On a personal level, often the most common reason the secret is kept is fear, masquerading as comfort.
What’s the benefit of keeping the secret?
Keeping the secret allows you to believe that that you can control the outcome. Too easily, you may deny the costs in hopes of the illusive benefits. You may keep secrets because you think that you will be better for it, gain an advantage, be more secure, or maybe that it is somehow more responsible to protect another by keeping the secret.
Be careful! A common alcoholic family pattern is to keep the secret for the benefit of others, expect they’ll do a favor in return, and resent it when they don’t.
What’s the cost of keeping a secret?
Keeping the secret takes its toll. Holding onto a secret delivers a cost to you, the drinker, and your family.
The cost to the family is the mental and emotional energy it takes to cover up the truth. It can result in either over-connection (enmeshment) or under-connection (disengagement). It’s a question of whether family members get energized from coming together or by going off with other friends. Either way, there is often a set of rules that pretend to insure family health. Often they don’t lead to optimal results.
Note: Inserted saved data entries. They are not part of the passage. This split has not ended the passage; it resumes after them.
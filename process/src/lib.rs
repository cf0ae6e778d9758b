//! Process and thread records of the kernel.
//! The process table is a fixed array of slots, each `Free`, `Alive` or `Zombie`.
//! A process owns thread records, child processes and an open-file table.
//! Thread records live in an arena and are named by generation-checked handles,
//! so a stale handle never aliases a newer record.
//!
//! Nothing in this crate blocks. Every mutation is a plain `&mut` step and the
//! caller is expected to serialize them behind one kernel lock; steps that
//! broadcast a condition variable hand back the contexts to wake.
#![cfg_attr(not(test), no_std)]

extern crate alloc;
#[macro_use]
extern crate log;

pub mod condvar;
pub mod files;
pub mod info;
pub mod process;
pub mod table;
pub mod task;
pub mod thread;

/// Process ID, the index of the process slot in the table.
pub type Pid = u32;

/// Reported where a process id is required but there is no process,
/// e.g. the parent of a parentless process.
pub const NOPROC: Pid = Pid::MAX;

/// Pid of the idle (scheduler) process created at bootstrap.
pub const IDLE_PID: Pid = 0;

/// Pid of the init process, the reaper of every orphan.
pub const INIT_PID: Pid = 1;

/// Upper bound on the process table capacity.
pub const MAX_PROC: usize = 256;

/// Number of open-file slots of a process.
pub const MAX_FILEID: usize = 16;

/// Capacity of the thread record arena.
pub const MAX_THREADS: usize = 4096;

/// Opaque handle of a scheduler-level execution context.
#[derive(Debug, Clone, Copy, PartialEq, Eq, PartialOrd, Ord, Hash)]
pub struct ContextId(pub u64);

impl core::fmt::Display for ContextId {
    fn fmt(&self, f: &mut core::fmt::Formatter<'_>) -> core::fmt::Result {
        write!(f, "ctx#{}", self.0)
    }
}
The cost to the drinker may appear around obligations slipping with work, friends, or family. Then again all three of these areas may appear fine. Since alcohol reacts differently in different people’s bodies, you’ll see some people with debilitated outward effects while others will show little outward change. Despite the difference of outward appearance, excessive alcohol over time will slowly deteriorate physical systems in the body and create mental distortions in the mind.
The cost to you – the individual in the family who’s most likely to initiate positive change – can be as simple as requiring additional effort to maintain an image. On the other hand, the cost could involve the effects of carrying the burden in your body over many years.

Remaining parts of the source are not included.